After locating the line with "the upload took", reproduce that line and every one following it exactly, up to the end of the entries.

---- Raw data

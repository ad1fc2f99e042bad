// SPDX-License-Identifier: PMPL-1.0-or-later
// Copyright (c) 2026 Jonathan D.A. Jewell (hyperpolymath) <jonathan.jewell@open.ac.uk>
//
// Multipart upload handling for `POST /print`.
//
// The form is read completely, then validated in a fixed order so the first
// failing check determines the response:
//
//   1. exactly one non-empty `image` part
//   2. content type in the accepted set, and bytes that really are an image
//   3. `copies` in [1, max_copies]
//
// A valid upload is staged in a `TempPath`, which removes the file when
// dropped.  Every exit path, including a cancelled request future, cleans
// up without an explicit call.

use std::io::Write;
use std::num::IntErrorKind;
use std::path::PathBuf;
use std::time::Duration;

use axum::body::Bytes;
use axum::extract::Multipart;
use axum::extract::multipart::MultipartError;
use axum::http::StatusCode;
use tempfile::TempPath;
use tracing::{debug, warn};

use printhook_core::error::{GatewayError, Result};
use printhook_core::types::ImageKind;

/// Form field carrying the image.
pub const IMAGE_FIELD: &str = "image";

/// Form field carrying the copy count.
pub const COPIES_FIELD: &str = "copies";

/// Content type browsers and curl send when they do not know better.
const OCTET_STREAM: &str = "application/octet-stream";

// ---------------------------------------------------------------------------
// Types
// ---------------------------------------------------------------------------

/// One file part named `image`, as received.
#[derive(Debug, Clone)]
pub struct ImagePart {
    pub file_name: Option<String>,
    pub content_type: Option<String>,
    pub bytes: Bytes,
}

/// Raw form contents before validation.
#[derive(Debug, Default)]
pub struct UploadForm {
    pub images: Vec<ImagePart>,
    pub copies: Option<String>,
}

/// An image that passed validation.
#[derive(Debug, Clone)]
pub struct UploadedImage {
    /// Kind detected from the payload itself.
    pub kind: ImageKind,
    pub bytes: Bytes,
}

/// A validated print request.  Lives for the duration of one HTTP call.
#[derive(Debug, Clone)]
pub struct PrintRequest {
    pub image: UploadedImage,
    pub copies: u32,
}

// ---------------------------------------------------------------------------
// Reading
// ---------------------------------------------------------------------------

/// Drain the multipart stream into an [`UploadForm`].  Unknown fields are
/// ignored.
pub async fn read_form(mut multipart: Multipart, max_bytes: usize) -> Result<UploadForm> {
    let mut form = UploadForm::default();

    while let Some(field) = multipart
        .next_field()
        .await
        .map_err(|e| multipart_error(e, max_bytes))?
    {
        match field.name() {
            Some(IMAGE_FIELD) => {
                let file_name = field.file_name().map(str::to_owned);
                let content_type = field.content_type().map(str::to_owned);
                let bytes = field
                    .bytes()
                    .await
                    .map_err(|e| multipart_error(e, max_bytes))?;
                form.images.push(ImagePart {
                    file_name,
                    content_type,
                    bytes,
                });
            }
            Some(COPIES_FIELD) => {
                let text = field
                    .text()
                    .await
                    .map_err(|e| multipart_error(e, max_bytes))?;
                form.copies = Some(text);
            }
            other => {
                debug!(field = ?other, "ignoring unexpected form field");
            }
        }
    }

    Ok(form)
}

fn multipart_error(e: MultipartError, max_bytes: usize) -> GatewayError {
    if e.status() == StatusCode::PAYLOAD_TOO_LARGE {
        GatewayError::PayloadTooLarge(max_bytes)
    } else {
        GatewayError::Validation(format!("malformed multipart body: {}", e.body_text()))
    }
}

// ---------------------------------------------------------------------------
// Validation
// ---------------------------------------------------------------------------

/// Apply the ordered checks and build a [`PrintRequest`].
pub fn validate(form: UploadForm, max_copies: u32) -> Result<PrintRequest> {
    let UploadForm { mut images, copies } = form;

    let part = match images.len() {
        0 => return Err(GatewayError::Validation("No image file provided".into())),
        1 => images.remove(0),
        n => {
            return Err(GatewayError::Validation(format!(
                "Expected exactly one image file, got {n}"
            )));
        }
    };
    if part.bytes.is_empty() {
        return Err(GatewayError::Validation("No file selected".into()));
    }

    let kind = resolve_kind(&part)?;
    let copies = parse_copies(copies.as_deref(), max_copies)?;

    Ok(PrintRequest {
        image: UploadedImage {
            kind,
            bytes: part.bytes,
        },
        copies,
    })
}

/// Check the declared type against the accepted set and confirm the bytes
/// agree.
///
/// A missing or generic (`application/octet-stream`) declared type falls
/// back to the file-name extension.  The returned kind is what the payload
/// actually contains; a PNG uploaded as `image/jpeg` is still a PNG.
fn resolve_kind(part: &ImagePart) -> Result<ImageKind> {
    let not_allowed = || {
        GatewayError::Validation(format!(
            "File type not allowed. Allowed types: {}",
            ImageKind::accepted_list()
        ))
    };

    let declared_type = part
        .content_type
        .as_deref()
        .map(str::trim)
        .filter(|ct| !ct.is_empty() && !ct.eq_ignore_ascii_case(OCTET_STREAM));
    let declared = match declared_type {
        Some(ct) => ImageKind::from_mime(ct),
        None => part.file_name.as_deref().and_then(ImageKind::from_file_name),
    }
    .ok_or_else(not_allowed)?;

    let actual = sniff(&part.bytes).ok_or_else(|| {
        GatewayError::Validation(format!(
            "Uploaded file is not a valid {} image",
            declared.extension()
        ))
    })?;
    if actual != declared {
        debug!(?declared, ?actual, "declared image type differs from content");
    }
    Ok(actual)
}

/// Identify an accepted image format from its magic bytes.
fn sniff(bytes: &[u8]) -> Option<ImageKind> {
    match image::guess_format(bytes).ok()? {
        image::ImageFormat::Png => Some(ImageKind::Png),
        image::ImageFormat::Jpeg => Some(ImageKind::Jpeg),
        image::ImageFormat::Gif => Some(ImageKind::Gif),
        image::ImageFormat::Bmp => Some(ImageKind::Bmp),
        image::ImageFormat::WebP => Some(ImageKind::Webp),
        _ => None,
    }
}

/// Parse the optional `copies` field.  Absent or blank means one copy.
pub fn parse_copies(raw: Option<&str>, max_copies: u32) -> Result<u32> {
    let Some(raw) = raw.map(str::trim).filter(|s| !s.is_empty()) else {
        return Ok(1);
    };

    let out_of_range =
        || GatewayError::Validation(format!("copies must be between 1 and {max_copies}"));

    let copies = match raw.parse::<i64>() {
        Ok(n) => n,
        Err(e) if matches!(e.kind(), IntErrorKind::PosOverflow | IntErrorKind::NegOverflow) => {
            return Err(out_of_range());
        }
        Err(_) => {
            return Err(GatewayError::Validation(format!(
                "copies must be an integer, got {raw:?}"
            )));
        }
    };

    if copies < 1 || copies > i64::from(max_copies) {
        return Err(out_of_range());
    }
    u32::try_from(copies).map_err(|_| out_of_range())
}

// ---------------------------------------------------------------------------
// Staging
// ---------------------------------------------------------------------------

/// Write the image to a fresh temp file in `dir` within `limit`.
///
/// The write runs on the blocking pool.  If it outlives `limit` the
/// blocking task still owns the file and deletes it when it finishes.
pub async fn stage(image: &UploadedImage, dir: PathBuf, limit: Duration) -> Result<TempPath> {
    let bytes = image.bytes.clone();
    let suffix = format!(".{}", image.kind.extension());

    let write = tokio::task::spawn_blocking(move || -> std::io::Result<TempPath> {
        let mut file = tempfile::Builder::new()
            .prefix("printhook-")
            .suffix(&suffix)
            .tempfile_in(&dir)?;
        file.write_all(&bytes)?;
        file.flush()?;
        Ok(file.into_temp_path())
    });

    match tokio::time::timeout(limit, write).await {
        Err(_) => Err(GatewayError::UpstreamTimeout(format!(
            "staging the upload took longer than {}ms",
            limit.as_millis()
        ))),
        Ok(Err(join)) => Err(GatewayError::Io(std::io::Error::other(join))),
        Ok(Ok(staged)) => {
            let path = staged?;
            debug!(path = %path.display(), "upload staged");
            Ok(path)
        }
    }
}

/// Remove a staged upload, logging rather than failing on error.
pub fn discard(path: TempPath) {
    let shown = path.display().to_string();
    if let Err(e) = path.close() {
        warn!(path = %shown, error = %e, "failed to remove staged upload");
    }
}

--------

→ Written response:
            "staging the upload took longer than {}ms",
            limit.as_millis()
        ))),
        Ok(Err(join)) => Err(GatewayError::Io(std::io::Error::other(join))),
        Ok(Ok(staged)) => {
            let path = staged?;
            debug!(path = %path.display(), "upload staged");
            Ok(path)
        }
    }
}

/// Remove a staged upload, logging rather than failing on error.
pub fn discard(path: TempPath) {
    let shown = path.display().to_string();
    if let Err(e) = path.close() {
        warn!(path = %shown, error = %e, "failed to remove staged upload");
    }
}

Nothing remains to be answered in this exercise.